Clint residents aren’t the only ones raising such questions. An August 1, 2014 story in the Times-Picayune (New Orleans) indicated that about 52,000 unaccompanied children have been apprehended at the US-Mexico border and roughly 1,000 immigrant children were placed in Louisiana.

For the record, I didn’t ask to be added to the Not in our town! Facebook group. But I will forever have a special place in my heart for Clint, Texas, having spent the majority of my childhood attending school there until the age of 14.

The kids I hung out with are still as pure as the rich and fertile, crop yielding soil beneath your feet.

I’ll stay a part of the group, not because I am adamantly opposing Lincoln Lodge, but I want answers. And I want answers to not only the questions above, I am curious to see whether Clint residents are willing to ask internal questions as they move forward with this opposition.

Chiefly among them: If not Clint, where?

You see, it’s easy to start a social media campaign and ask for likes and shares but there’s a big time realization outside the digital realm: these kids are pawns in the game. They are the sad result of a failed system. They travel a long way, fueled by visions of opportunity and a better life as they seek the help of coyotes and drug cartels.

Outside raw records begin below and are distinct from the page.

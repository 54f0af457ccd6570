//! Backend resolution and dialing.
//!
//! The relay has no static backend set: the backend is whatever the SNI
//! hostname resolves to. Resolution sits behind the [`Resolver`] trait so the
//! system resolver can be swapped for pinned addresses.
//!
//! Policy:
//! - IPv4 only: IPv6 results are discarded
//! - First remaining address only, no fallback to later addresses
//! - Fixed backend port (443 by default)
//! - No retries

use std::collections::HashMap;
use std::io;
use std::net::SocketAddr;
use std::sync::Arc;
use std::time::Duration;

use async_trait::async_trait;
use tokio::net::TcpStream;
use tokio::time::timeout;
use tracing::debug;

use crate::error::RelayError;

/// Default port dialed on the resolved backend.
pub const DEFAULT_BACKEND_PORT: u16 = 443;

/// Hostname resolution capability.
#[async_trait]
pub trait Resolver: Send + Sync {
    /// Resolve `hostname` into socket addresses for `port`, in preference order.
    async fn resolve(&self, hostname: &str, port: u16) -> io::Result<Vec<SocketAddr>>;
}

/// Resolver backed by the operating system (`getaddrinfo`).
#[derive(Debug, Clone, Copy, Default)]
pub struct SystemResolver;

#[async_trait]
impl Resolver for SystemResolver {
    async fn resolve(&self, hostname: &str, port: u16) -> io::Result<Vec<SocketAddr>> {
        Ok(tokio::net::lookup_host((hostname, port)).await?.collect())
    }
}

/// Resolver with a fixed hostname table.
///
/// Pinned addresses keep their own port; the dial port is ignored.
#[derive(Debug, Clone, Default)]
pub struct StaticResolver {
    hosts: HashMap<String, Vec<SocketAddr>>,
}

impl StaticResolver {
    /// Create an empty resolver. Every lookup fails until hosts are added.
    pub fn new() -> Self {
        Self::default()
    }

    /// Pin `hostname` to `addrs`.
    pub fn with_host(mut self, hostname: &str, addrs: Vec<SocketAddr>) -> Self {
        self.hosts.insert(hostname.to_string(), addrs);
        self
    }
}

#[async_trait]
impl Resolver for StaticResolver {
    async fn resolve(&self, hostname: &str, _port: u16) -> io::Result<Vec<SocketAddr>> {
        self.hosts.get(hostname).cloned().ok_or_else(|| {
            io::Error::new(io::ErrorKind::NotFound, format!("{hostname} is not pinned"))
        })
    }
}

/// Opens outbound connections to the host named in the ClientHello.
pub struct BackendDialer {
    resolver: Arc<dyn Resolver>,
    port: u16,
    connect_timeout: Option<Duration>,
}

impl BackendDialer {
    /// Create a dialer that uses the system resolver and port 443.
    pub fn new() -> Self {
        Self::with_resolver(Arc::new(SystemResolver))
    }

    /// Create a dialer with a custom resolver.
    pub fn with_resolver(resolver: Arc<dyn Resolver>) -> Self {
        Self {
            resolver,
            port: DEFAULT_BACKEND_PORT,
            connect_timeout: None,
        }
    }

    /// Set the port dialed on resolved addresses.
    pub fn port(mut self, port: u16) -> Self {
        self.port = port;
        self
    }

    /// Bound the TCP connect with a timeout.
    pub fn connect_timeout(mut self, connect_timeout: Option<Duration>) -> Self {
        self.connect_timeout = connect_timeout;
        self
    }

    /// Resolve `hostname` and connect to its first IPv4 address.
    pub async fn connect(&self, hostname: &str) -> Result<TcpStream, RelayError> {
        let addr = self.resolve_first(hostname).await?;
        debug!(hostname = %hostname, backend_addr = %addr, "Connecting to backend");

        let connect = TcpStream::connect(addr);
        let result = match self.connect_timeout {
            Some(limit) => match timeout(limit, connect).await {
                Ok(result) => result,
                Err(_) => return Err(RelayError::ConnectTimeout { addr }),
            },
            None => connect.await,
        };

        result.map_err(|source| RelayError::Connect { addr, source })
    }

    async fn resolve_first(&self, hostname: &str) -> Result<SocketAddr, RelayError> {
        let addrs = self
            .resolver
            .resolve(hostname, self.port)
            .await
            .map_err(|e| RelayError::UnknownHost {
                hostname: hostname.to_string(),
                reason: e.to_string(),
            })?;

        addrs
            .into_iter()
            .find(SocketAddr::is_ipv4)
            .ok_or_else(|| RelayError::UnknownHost {
                hostname: hostname.to_string(),
                reason: "no IPv4 addresses".to_string(),
            })
    }
}

impl Default for BackendDialer {
    fn default() -> Self {
        Self::new()
    }
}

We, as law-abiding citizens (mostly) are also pawns in the game. Clint isn’t the first town to oppose facilities; we’ve seen large groups gather to stop busloads of immigrants only to be ridiculed by the Far Left and like-minded media outlets. Not in our town can be perceived negatively to such groups and in some cases, can even be perceived as racist.

I certainly do not want this perception of Clint, Texas because she and her residents do not deserve this. And they didn’t ask for this, yet, here they are, caught between a rock and hard place. Succeeding in stopping “Lincoln Lodge” might be good for Clint but it doesn’t help solve the larger issue. In fact, backers of the project need only to move the blueprint a mile in any direction of Clint and the issue remains.

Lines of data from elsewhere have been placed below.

//! Error types for model loading and scoring.

use std::path::PathBuf;

use thiserror::Error;

#[derive(Debug, Error)]
pub enum ModelError {
    /// `predict` was called before a successful `load`.
    #[error("model not loaded")]
    NotLoaded,

    /// The artifact exists but cannot be turned into a model. Fatal: the
    /// caller must not fall back to treating the model as merely absent.
    #[error("corrupt model artifact at {}: {reason}", path.display())]
    CorruptArtifact { path: PathBuf, reason: String },

    #[error("cannot fit model: {0}")]
    Fit(String),

    #[error("failed to write {}: {reason}", path.display())]
    Write { path: PathBuf, reason: String },
}

impl ModelError {
    pub fn corrupt(path: &std::path::Path, reason: impl ToString) -> Self {
        ModelError::CorruptArtifact {
            path: path.to_path_buf(),
            reason: reason.to_string(),
        }
    }
}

Here’s a thought: What if a town like Clint, of all places, could actually work with local and federal officials and develop a comprehensive plan to become the model for immigration reform? We’re talking about millions of dollars coming to this town along with those kids, whether they stay for a minute or a lifetime. That’s money that can be spent on local, US-born children living in poverty or the kids that come and go with the season because their parents are migrant workers. Could a project like Lincoln Lodge bring additionally money and resources to help these children and their families, too?

In other words, is there a way for everyone to win? I think so. You might think I’m naïve or Pollyannic but it’s what I believe.

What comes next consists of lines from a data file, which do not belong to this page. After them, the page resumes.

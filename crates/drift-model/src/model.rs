//! AnomalyModel — lazily loaded, concurrently scored.
//!
//! The held model lives in an `RwLock<ModelState>`. Scoring takes the read
//! lock only long enough to clone the `Arc` of the loaded forest, so
//! steady-state predictions never contend with each other. Loads build the
//! new forest outside any lock and swap it in under a brief write lock; a
//! separate mutex makes concurrent first-access loaders queue up so the
//! artifact is read once.

use std::path::Path;
use std::sync::atomic::{AtomicU64, Ordering};
use std::sync::{Arc, Mutex, PoisonError, RwLock};

use tracing::{debug, info, warn};

use drift_core::{FeatureVector, N_FEATURES, PredictionResult};

use crate::artifact::ModelArtifact;
use crate::error::ModelError;
use crate::forest::IsolationForest;

/// What the model slot currently holds.
#[derive(Debug, Clone, Default)]
enum ModelState {
    #[default]
    Unloaded,
    Loaded(Arc<IsolationForest>),
}

#[derive(Debug, Default)]
pub struct AnomalyModel {
    state: RwLock<ModelState>,
    /// Serializes loaders; never held while scoring.
    load_lock: Mutex<()>,
    /// Successful artifact reads.
    loads: AtomicU64,
    /// `predict` calls that reached the forest.
    invocations: AtomicU64,
}

impl AnomalyModel {
    /// A model in the unloaded state.
    pub fn new() -> Self {
        Self::default()
    }

    /// A model that starts out loaded with `forest`.
    pub fn with_forest(forest: IsolationForest) -> Self {
        let model = Self::new();
        model.replace(forest);
        model
    }

    /// Load the artifact at `path`, replacing whatever is held.
    ///
    /// Returns `Ok(false)` if nothing exists at `path`; the held state is
    /// left unchanged. A file that exists but cannot be read back into a
    /// forest is a [`ModelError::CorruptArtifact`], also leaving the state
    /// unchanged.
    pub fn load(&self, path: &Path) -> Result<bool, ModelError> {
        if !path.exists() {
            warn!(path = %path.display(), "model artifact not found");
            return Ok(false);
        }
        let artifact = ModelArtifact::read(path)?;
        let trees = artifact.forest.n_trees();
        self.replace(artifact.forest);
        self.loads.fetch_add(1, Ordering::Relaxed);
        info!(path = %path.display(), trees, "model loaded");
        Ok(true)
    }

    /// Load from `path` unless already loaded. Racing callers queue on the
    /// load lock and re-check, so only the first one reads the artifact.
    pub fn ensure_loaded(&self, path: &Path) -> Result<bool, ModelError> {
        if self.is_loaded() {
            return Ok(true);
        }
        let _guard = self.load_lock.lock().unwrap_or_else(PoisonError::into_inner);
        if self.is_loaded() {
            debug!("model loaded by a concurrent caller");
            return Ok(true);
        }
        self.load(path)
    }

    pub fn is_loaded(&self) -> bool {
        matches!(*self.read_state(), ModelState::Loaded(_))
    }

    /// Score each vector. Never loads on its own.
    pub fn predict(&self, vectors: &[FeatureVector]) -> Result<Vec<PredictionResult>, ModelError> {
        let forest = self.forest().ok_or(ModelError::NotLoaded)?;
        self.invocations.fetch_add(1, Ordering::Relaxed);
        Ok(vectors.iter().map(|v| score(&forest, v)).collect())
    }

    /// Score a single vector.
    pub fn predict_one(&self, vector: &FeatureVector) -> Result<PredictionResult, ModelError> {
        let forest = self.forest().ok_or(ModelError::NotLoaded)?;
        self.invocations.fetch_add(1, Ordering::Relaxed);
        Ok(score(&forest, vector))
    }

    /// Number of successful artifact loads so far.
    pub fn load_count(&self) -> u64 {
        self.loads.load(Ordering::Relaxed)
    }

    /// Number of `predict` calls that reached the forest.
    pub fn invocations(&self) -> u64 {
        self.invocations.load(Ordering::Relaxed)
    }

    /// Drop the held model.
    #[cfg(test)]
    pub(crate) fn unload(&self) {
        *self.state.write().unwrap_or_else(PoisonError::into_inner) = ModelState::Unloaded;
    }

    fn forest(&self) -> Option<Arc<IsolationForest>> {
        match &*self.read_state() {
            ModelState::Loaded(forest) => Some(Arc::clone(forest)),
            ModelState::Unloaded => None,
        }
    }

    fn replace(&self, forest: IsolationForest) {
        let loaded = ModelState::Loaded(Arc::new(forest));
        *self.state.write().unwrap_or_else(PoisonError::into_inner) = loaded;
    }

    fn read_state(&self) -> std::sync::RwLockReadGuard<'_, ModelState> {
        self.state.read().unwrap_or_else(PoisonError::into_inner)
    }
}

fn score(forest: &IsolationForest, vector: &FeatureVector) -> PredictionResult {
    let decision = forest.decision_function(vector.values());
    PredictionResult {
        anomaly_score: -decision,
        is_anomaly: decision < 0.0,
        n_features: N_FEATURES,
    }
}

#[cfg(test)]
mod tests {
    use std::path::PathBuf;
    use std::sync::Barrier;

    use rand::SeedableRng;
    use rand::rngs::StdRng;

    use super::*;
    use drift_core::config::{Contamination, IsolationForestConfig};
    use drift_core::quality::check_values;

    fn forest() -> IsolationForest {
        use rand::Rng;

        let mut rng = StdRng::seed_from_u64(42);
        let mut data: Vec<[f64; N_FEATURES]> = (0..400)
            .map(|_| {
                [
                    rng.gen_range(-1.0..1.0),
                    rng.gen_range(-1.0..1.0),
                    rng.gen_range(-1.0..1.0),
                ]
            })
            .collect();
        data.extend((0..8).map(|i| [9.0 + 0.3 * i as f64, 10.0, 11.0 - 0.2 * i as f64]));
        let params = IsolationForestConfig {
            n_estimators: 50,
            contamination: Contamination::Fraction(0.03),
            ..IsolationForestConfig::default()
        };
        IsolationForest::fit(&data, &params, &mut rng).unwrap()
    }

    fn write_artifact(dir: &tempfile::TempDir) -> PathBuf {
        let path = dir.path().join("model.json");
        ModelArtifact::new(forest()).write(&path).unwrap();
        path
    }

    fn vector(values: [f64; 3]) -> FeatureVector {
        check_values(&values).unwrap()
    }

    #[test]
    fn starts_unloaded() {
        let model = AnomalyModel::new();
        assert!(!model.is_loaded());
        assert_eq!(model.load_count(), 0);
        assert_eq!(model.invocations(), 0);
    }

    #[test]
    fn load_missing_path_returns_false() {
        let dir = tempfile::tempdir().unwrap();
        let model = AnomalyModel::new();
        assert!(!model.load(&dir.path().join("absent.json")).unwrap());
        assert!(!model.is_loaded());
        assert_eq!(model.load_count(), 0);
    }

    #[test]
    fn load_valid_artifact() {
        let dir = tempfile::tempdir().unwrap();
        let path = write_artifact(&dir);
        let model = AnomalyModel::new();

        assert!(model.load(&path).unwrap());
        assert!(model.is_loaded());
        assert_eq!(model.load_count(), 1);
    }

    #[test]
    fn corrupt_artifact_is_an_error_not_a_miss() {
        let dir = tempfile::tempdir().unwrap();
        let path = dir.path().join("model.json");
        std::fs::write(&path, "{\"format_version\": 1").unwrap();

        let model = AnomalyModel::new();
        let err = model.load(&path).unwrap_err();
        assert!(matches!(err, ModelError::CorruptArtifact { .. }));
        assert!(!model.is_loaded());
    }

    #[test]
    fn failed_load_keeps_previous_model() {
        let dir = tempfile::tempdir().unwrap();
        let good = write_artifact(&dir);
        let bad = dir.path().join("bad.json");
        std::fs::write(&bad, "garbage").unwrap();

        let model = AnomalyModel::new();
        model.load(&good).unwrap();
        assert!(model.load(&bad).is_err());
        assert!(!model.load(&dir.path().join("absent.json")).unwrap());
        assert!(model.is_loaded());
    }

    #[test]
    fn predict_requires_load() {
        let model = AnomalyModel::new();
        let err = model.predict(&[vector([0.0, 0.0, 0.0])]).unwrap_err();
        assert!(matches!(err, ModelError::NotLoaded));
        assert_eq!(model.invocations(), 0);
    }

    #[test]
    fn predict_scores_each_vector() {
        let model = AnomalyModel::with_forest(forest());
        let results = model
            .predict(&[vector([0.1, -0.2, 0.05]), vector([9.0, 10.0, 11.0])])
            .unwrap();

        assert_eq!(results.len(), 2);
        let (normal, outlier) = (results[0], results[1]);
        assert_eq!(normal.n_features, 3);
        assert!(normal.anomaly_score.is_finite());
        assert!(!normal.is_anomaly);
        assert!(outlier.is_anomaly);
        assert!(outlier.anomaly_score > normal.anomaly_score);
        // Positive score ⇔ anomaly.
        for r in results {
            assert_eq!(r.is_anomaly, r.anomaly_score > 0.0);
        }
        assert_eq!(model.invocations(), 1);

        let single = model.predict_one(&vector([9.0, 10.0, 11.0])).unwrap();
        assert_eq!(single, outlier);
        assert_eq!(model.invocations(), 2);
    }

    #[test]
    fn unload_resets_state() {
        let model = AnomalyModel::with_forest(forest());
        model.unload();
        assert!(!model.is_loaded());
    }

    #[test]
    fn concurrent_first_access_loads_once() {
        let dir = tempfile::tempdir().unwrap();
        let path = write_artifact(&dir);
        let model = Arc::new(AnomalyModel::new());
        let barrier = Arc::new(Barrier::new(16));

        let handles: Vec<_> = (0..16)
            .map(|_| {
                let model = model.clone();
                let barrier = barrier.clone();
                let path = path.clone();
                std::thread::spawn(move || {
                    barrier.wait();
                    let loaded = model.ensure_loaded(&path).unwrap();
                    let scored = model.predict(&[vector([0.0, 0.0, 0.0])]).unwrap();
                    (loaded, scored.len())
                })
            })
            .collect();

        for h in handles {
            assert_eq!(h.join().unwrap(), (true, 1));
        }
        assert!(model.is_loaded());
        assert_eq!(model.load_count(), 1);
        assert_eq!(model.invocations(), 16);
    }

    #[test]
    fn ensure_loaded_retries_after_artifact_appears() {
        let dir = tempfile::tempdir().unwrap();
        let path = dir.path().join("model.json");
        let model = AnomalyModel::new();

        assert!(!model.ensure_loaded(&path).unwrap());
        ModelArtifact::new(forest()).write(&path).unwrap();
        assert!(model.ensure_loaded(&path).unwrap());
        // Already loaded: no second read.
        assert!(model.ensure_loaded(&path).unwrap());
        assert_eq!(model.load_count(), 1);
    }
}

But in order for this to happen, there needs to be dialogue – and answers coming from those backing this project. All too often, money and politically driven agendas are pushed on people without any form of transparency. Clint residents deserve to hear those answers. They should be part of the solution not the mandate. But first thing’s first: Clint needs to want to be a part of the solution rather than pass the baton.

And those kids deserve more than the life they are living right now, as well. They might not be Americans but damn it, we are. Our country has provided over a billion dollars on a program to aid an Israeli air defense system while indirectly helping to fund the very group, Hamas, launching those rockets into Israel via “foreign aid.” Surely we can come together and solve a humanitarian issue right in our own backyard.

Winning in stopping Lincoln Lodge equates to losing for thousands of children. How about we start true dialogue and make this a win-win? Will it be difficult? Will there be challenges? Absolutely. It’s going to take guts, hard work, and dedicated people to make it a winner.

It’s only fitting – these are some of the very characteristics that make Clint, Texas so special.

Phillip D. Cortez is the author of several children’s books, including the forthcoming, Summer Son and Ava & The Monsters.